The diagnosis, assessment, and prognosis of prostate disorders (including prostate cancer) depend heavily on the automatic segmentation of prostate magnetic resonance (MR) images. Convolutional neural networks have recently replaced traditional prostate segmentation techniques. The segmentation performance should be enhanced further due to the intricacy of the tissue structure in MR images and the limits of the current approaches to spatial context modeling.

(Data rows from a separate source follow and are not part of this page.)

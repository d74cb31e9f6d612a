// =============================================================================
// Engine Configuration — hot-loadable settings with atomic save
// =============================================================================
//
// Every tunable lives here. `#[serde(default)]` on every field means adding
// a field later never breaks loading an older config file. Saving uses an
// atomic tmp+rename pattern to avoid corruption on crash.
// =============================================================================

use std::collections::HashMap;
use std::path::Path;

use anyhow::{Context, Result};
use serde::{Deserialize, Serialize};
use tracing::{info, warn};

use crate::error::EngineError;
use crate::types::{AccountMode, TradingMode};

fn default_symbols() -> Vec<String> {
    vec!["BTCUSDT".to_string()]
}
fn default_base_url() -> String {
    "https://api.exchange.invalid".to_string()
}
fn default_ws_url() -> String {
    "wss://stream.exchange.invalid/ws".to_string()
}
fn default_vwap_window_secs() -> u64 {
    60
}
fn default_vwap_size() -> usize {
    600
}
fn default_tick_size() -> usize {
    50
}
fn default_base_size_ratio() -> f64 {
    0.01
}
fn default_max_position_size() -> f64 {
    0.1
}
fn default_max_daily_loss_pct() -> f64 {
    0.05
}
fn default_max_price_distance() -> f64 {
    4.0
}
fn default_prob_threshold() -> f64 {
    0.6
}
fn default_metrics_port() -> u16 {
    9100
}
fn default_ping_interval_secs() -> u64 {
    15
}
fn default_rest_timeout_secs() -> u64 {
    10
}
fn default_max_drawdown_protection() -> f64 {
    0.2
}
fn default_initial_capital() -> f64 {
    10_000.0
}
fn default_commission() -> f64 {
    0.0
}

#[derive(Debug, Clone, Serialize, Deserialize)]
pub struct CircuitBreakerSettings {
    #[serde(default = "default_volatility_threshold")]
    pub volatility_threshold: f64,
    #[serde(default = "default_imbalance_threshold")]
    pub imbalance_threshold: f64,
    #[serde(default = "default_volume_spike_multiple")]
    pub volume_spike_multiple: f64,
    #[serde(default = "default_error_rate_threshold")]
    pub error_rate_threshold: f64,
    #[serde(default = "default_failure_threshold")]
    pub failure_threshold: u32,
    #[serde(default = "default_recovery_timeout_secs")]
    pub recovery_timeout_secs: u64,
}

fn default_volatility_threshold() -> f64 {
    2.0
}
fn default_imbalance_threshold() -> f64 {
    0.8
}
fn default_volume_spike_multiple() -> f64 {
    3.0
}
fn default_error_rate_threshold() -> f64 {
    5.0
}
fn default_failure_threshold() -> u32 {
    3
}
fn default_recovery_timeout_secs() -> u64 {
    300
}

impl Default for CircuitBreakerSettings {
    fn default() -> Self {
        Self {
            volatility_threshold: default_volatility_threshold(),
            imbalance_threshold: default_imbalance_threshold(),
            volume_spike_multiple: default_volume_spike_multiple(),
            error_rate_threshold: default_error_rate_threshold(),
            failure_threshold: default_failure_threshold(),
            recovery_timeout_secs: default_recovery_timeout_secs(),
        }
    }
}

#[derive(Debug, Clone, Serialize, Deserialize)]
pub struct OrderSettings {
    #[serde(default = "default_max_retries")]
    pub max_retries: u32,
    #[serde(default = "default_retry_backoff_ms")]
    pub retry_backoff_ms: u64,
    #[serde(default = "default_order_timeout_secs")]
    pub order_timeout_secs: u64,
    #[serde(default = "default_status_check_interval_secs")]
    pub status_check_interval_secs: u64,
}

fn default_max_retries() -> u32 {
    3
}
fn default_retry_backoff_ms() -> u64 {
    500
}
fn default_order_timeout_secs() -> u64 {
    30
}
fn default_status_check_interval_secs() -> u64 {
    5
}

impl Default for OrderSettings {
    fn default() -> Self {
        Self {
            max_retries: default_max_retries(),
            retry_backoff_ms: default_retry_backoff_ms(),
            order_timeout_secs: default_order_timeout_secs(),
            status_check_interval_secs: default_status_check_interval_secs(),
        }
    }
}

/// Per-symbol overrides for the handful of settings that commonly vary by
/// instrument (tick size, position cap, price-distance gate).
#[derive(Debug, Clone, Default, Serialize, Deserialize)]
pub struct SymbolOverride {
    #[serde(default)]
    pub max_position_size: Option<f64>,
    #[serde(default)]
    pub max_price_distance: Option<f64>,
}

#[derive(Debug, Clone, Serialize, Deserialize)]
pub struct Config {
    #[serde(default)]
    pub trading_mode: TradingMode,
    #[serde(default)]
    pub account_mode: AccountMode,

    #[serde(default)]
    pub api_key: String,
    #[serde(default)]
    pub api_secret: String,
    #[serde(default = "default_base_url")]
    pub base_url: String,
    #[serde(default = "default_ws_url")]
    pub ws_url: String,

    #[serde(default = "default_symbols")]
    pub symbols: Vec<String>,

    #[serde(default = "default_vwap_window_secs")]
    pub vwap_window_secs: u64,
    #[serde(default = "default_vwap_size")]
    pub vwap_size: usize,
    #[serde(default = "default_tick_size")]
    pub tick_size: usize,

    #[serde(default = "default_base_size_ratio")]
    pub base_size_ratio: f64,
    #[serde(default = "default_max_position_size")]
    pub max_position_size: f64,
    #[serde(default = "default_max_daily_loss_pct")]
    pub max_daily_loss_pct: f64,
    #[serde(default = "default_max_price_distance")]
    pub max_price_distance: f64,
    #[serde(default = "default_max_drawdown_protection")]
    pub max_drawdown_protection: f64,

    #[serde(default = "default_initial_capital")]
    pub initial_capital: f64,
    #[serde(default = "default_commission")]
    pub commission: f64,

    #[serde(default = "default_prob_threshold")]
    pub prob_threshold: f64,

    #[serde(default = "default_metrics_port")]
    pub metrics_port: u16,
    #[serde(default = "default_ping_interval_secs")]
    pub ping_interval_secs: u64,
    #[serde(default = "default_rest_timeout_secs")]
    pub rest_timeout_secs: u64,

    #[serde(default)]
    pub circuit_breaker: CircuitBreakerSettings,
    #[serde(default)]
    pub order: OrderSettings,

    #[serde(default)]
    pub per_symbol_overrides: HashMap<String, SymbolOverride>,

    #[serde(default = "default_true")]
    pub dry_run: bool,
}

fn default_true() -> bool {
    true
}

impl Default for Config {
    fn default() -> Self {
        Self {
            trading_mode: TradingMode::Paused,
            account_mode: AccountMode::Demo,
            api_key: String::new(),
            api_secret: String::new(),
            base_url: default_base_url(),
            ws_url: default_ws_url(),
            symbols: default_symbols(),
            vwap_window_secs: default_vwap_window_secs(),
            vwap_size: default_vwap_size(),
            tick_size: default_tick_size(),
            base_size_ratio: default_base_size_ratio(),
            max_position_size: default_max_position_size(),
            max_daily_loss_pct: default_max_daily_loss_pct(),
            max_price_distance: default_max_price_distance(),
            max_drawdown_protection: default_max_drawdown_protection(),
            initial_capital: default_initial_capital(),
            commission: default_commission(),
            prob_threshold: default_prob_threshold(),
            metrics_port: default_metrics_port(),
            ping_interval_secs: default_ping_interval_secs(),
            rest_timeout_secs: default_rest_timeout_secs(),
            circuit_breaker: CircuitBreakerSettings::default(),
            order: OrderSettings::default(),
            per_symbol_overrides: HashMap::new(),
            dry_run: true,
        }
    }
}

impl Config {
    pub fn load(path: impl AsRef<Path>) -> Result<Self> {
        let path = path.as_ref();
        let content = std::fs::read_to_string(path).with_context(|| format!("failed to read config from {}", path.display()))?;
        let mut config: Self = serde_json::from_str(&content).with_context(|| format!("failed to parse config from {}", path.display()))?;
        config.apply_env_overrides();
        info!(path = %path.display(), symbols = ?config.symbols, dry_run = config.dry_run, "config loaded");
        Ok(config)
    }

    pub fn load_or_default(path: impl AsRef<Path>) -> Self {
        match Self::load(&path) {
            Ok(c) => c,
            Err(e) => {
                warn!(error = %e, "failed to load config, using defaults");
                let mut c = Self::default();
                c.apply_env_overrides();
                c
            }
        }
    }

    /// Overlay environment variables on top of the loaded config. Credentials
    /// live in the environment, never in the config file.
    fn apply_env_overrides(&mut self) {
        if let Ok(key) = std::env::var("EXCHANGE_API_KEY") {
            self.api_key = key;
        }
        if let Ok(secret) = std::env::var("EXCHANGE_API_SECRET") {
            self.api_secret = secret;
        }
        if let Ok(syms) = std::env::var("ENGINE_SYMBOLS") {
            self.symbols = syms.split(',').map(|s| s.trim().to_uppercase()).filter(|s| !s.is_empty()).collect();
        }
        // Live trading requires an explicit, separate opt-in beyond setting
        // account_mode — a config file alone can never enable live orders.
        if self.account_mode == AccountMode::Live && std::env::var("ENGINE_LIVE_TRADING_CONFIRMED").as_deref() != Ok("yes") {
            warn!("account_mode=Live requested but ENGINE_LIVE_TRADING_CONFIRMED != yes — forcing dry_run");
            self.dry_run = true;
        }
    }

    pub fn save(&self, path: impl AsRef<Path>) -> Result<()> {
        let path = path.as_ref();
        let content = serde_json::to_string_pretty(self).context("failed to serialise config to JSON")?;
        let tmp_path = path.with_extension("json.tmp");
        std::fs::write(&tmp_path, &content).with_context(|| format!("failed to write tmp config to {}", tmp_path.display()))?;
        std::fs::rename(&tmp_path, path).with_context(|| format!("failed to rename tmp config to {}", path.display()))?;
        info!(path = %path.display(), "config saved (atomic)");
        Ok(())
    }

    /// Validate named fields, returning the first violation found.
    pub fn validate(&self) -> Result<(), EngineError> {
        if self.symbols.is_empty() {
            return Err(EngineError::ConfigInvalid { field: "symbols".into(), reason: "must not be empty".into() });
        }
        for symbol in &self.symbols {
            if !(3..=20).contains(&symbol.len()) {
                return Err(EngineError::ConfigInvalid { field: "symbols".into(), reason: format!("{symbol:?} must be 3-20 characters") });
            }
        }
        if self.vwap_window_secs == 0 {
            return Err(EngineError::ConfigInvalid { field: "vwap_window_secs".into(), reason: "must be positive".into() });
        }
        if self.vwap_size == 0 {
            return Err(EngineError::ConfigInvalid { field: "vwap_size".into(), reason: "must be positive".into() });
        }
        if !(1..=1000).contains(&self.tick_size) {
            return Err(EngineError::ConfigInvalid { field: "tick_size".into(), reason: "must be in [1, 1000]".into() });
        }
        if self.max_price_distance <= 0.0 || self.max_price_distance > 10.0 {
            return Err(EngineError::ConfigInvalid { field: "max_price_distance".into(), reason: "must be in (0, 10]".into() });
        }
        if !(1024..=65535).contains(&self.metrics_port) {
            return Err(EngineError::ConfigInvalid { field: "metrics_port".into(), reason: "must be in [1024, 65535]".into() });
        }
        if !(1..=300).contains(&self.ping_interval_secs) {
            return Err(EngineError::ConfigInvalid { field: "ping_interval_secs".into(), reason: "must be in [1s, 5m]".into() });
        }
        if !(1..=60).contains(&self.rest_timeout_secs) {
            return Err(EngineError::ConfigInvalid { field: "rest_timeout_secs".into(), reason: "must be in [1s, 1m]".into() });
        }
        if self.base_size_ratio <= 0.0 || self.base_size_ratio > 0.1 {
            return Err(EngineError::ConfigInvalid { field: "base_size_ratio".into(), reason: "must be in (0, 0.1]".into() });
        }
        if self.max_position_size <= 0.0 || self.max_position_size > 0.2 {
            return Err(EngineError::ConfigInvalid { field: "max_position_size".into(), reason: "must be in (0, 0.2]".into() });
        }
        if self.max_daily_loss_pct <= 0.0 || self.max_daily_loss_pct > 0.5 {
            return Err(EngineError::ConfigInvalid { field: "max_daily_loss_pct".into(), reason: "must be in (0, 0.5]".into() });
        }
        if !(0.5..=0.99).contains(&self.prob_threshold) {
            return Err(EngineError::ConfigInvalid { field: "prob_threshold".into(), reason: "must be in [0.5, 0.99]".into() });
        }
        if !(0.0..=1.0).contains(&self.max_drawdown_protection) {
            return Err(EngineError::ConfigInvalid { field: "max_drawdown_protection".into(), reason: "must be in [0, 1]".into() });
        }
        if self.account_mode == AccountMode::Live && (self.api_key.is_empty() || self.api_secret.is_empty()) {
            return Err(EngineError::ConfigInvalid { field: "api_key/api_secret".into(), reason: "required when account_mode is Live".into() });
        }
        Ok(())
    }
}

#[cfg(test)]
mod tests {
    use super::*;

    #[test]
    fn default_config_is_valid() {
        assert!(Config::default().validate().is_ok());
    }

    #[test]
    fn empty_symbols_rejected() {
        let mut c = Config::default();
        c.symbols.clear();
        assert!(c.validate().is_err());
    }

    #[test]
    fn symbol_too_short_rejected() {
        let mut c = Config::default();
        c.symbols = vec!["BT".into()];
        assert!(c.validate().is_err());
    }

    #[test]
    fn max_position_size_above_cap_rejected() {
        let mut c = Config::default();
        c.max_position_size = 0.21;
        assert!(c.validate().is_err());
    }

    #[test]
    fn base_size_ratio_above_cap_rejected() {
        let mut c = Config::default();
        c.base_size_ratio = 0.11;
        assert!(c.validate().is_err());
    }

    #[test]
    fn prob_threshold_below_floor_rejected() {
        let mut c = Config::default();
        c.prob_threshold = 0.4;
        assert!(c.validate().is_err());
    }

    #[test]
    fn metrics_port_below_floor_rejected() {
        let mut c = Config::default();
        c.metrics_port = 80;
        assert!(c.validate().is_err());
    }

    #[test]
    fn live_mode_requires_credentials() {
        let mut c = Config::default();
        c.account_mode = AccountMode::Live;
        assert!(c.validate().is_err());
        c.api_key = "k".into();
        c.api_secret = "s".into();
        assert!(c.validate().is_ok());
    }

    #[test]
    fn deserialise_partial_json_fills_defaults() {
        let json = r#"{ "symbols": ["ETHUSDT"] }"#;
        let cfg: Config = serde_json::from_str(json).unwrap();
        assert_eq!(cfg.symbols, vec!["ETHUSDT"]);
        assert_eq!(cfg.vwap_size, 600);
        assert!(cfg.dry_run);
    }

    #[test]
    fn roundtrip_serialisation() {
        let cfg = Config::default();
        let json = serde_json::to_string(&cfg).unwrap();
        let cfg2: Config = serde_json::from_str(&json).unwrap();
        assert_eq!(cfg.symbols, cfg2.symbols);
        assert_eq!(cfg.max_position_size, cfg2.max_position_size);
    }
}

For a study, researchers suggested a brand-new 3D pyramid pool Unet (3D PPU-net), which makes use of the pyramid pooling structure inherent in the skip connection and the deep supervision in the 3D Unet’s up-sampling. The typical 3D Unet network’s parallel skip connection sends low-resolution data to the feature map repeatedly, blurring the features of the images. They combined each decoder layer with the feature map of the same scale as the encoder and the smaller-scale feature map of the pyramid pooling encoder in order to address the drawbacks of the standard 3D Unet. The low-level specifics and high-level semantics at 2 separate layers of feature maps were combined in the skip link. In addition, deep supervision learns hierarchical representations from thorough aggregated feature maps, which can increase task accuracy. Pyramid pooling also does multi-faceted feature extraction on each picture behind the convolutional layer.

Research on 78 patients’ 3D prostate MR images showed that the findings were significantly linked with manual segmentation performed by a skilled expert. The prostate volume region had an average relative volume difference (RVD) and dice similarity coefficient (DSC) of 2.32% and 91.03%, respectively.

Quantitative tests showed that the method’s outcomes were significantly more consistent with the expert manual segmentation when compared to those of other approaches.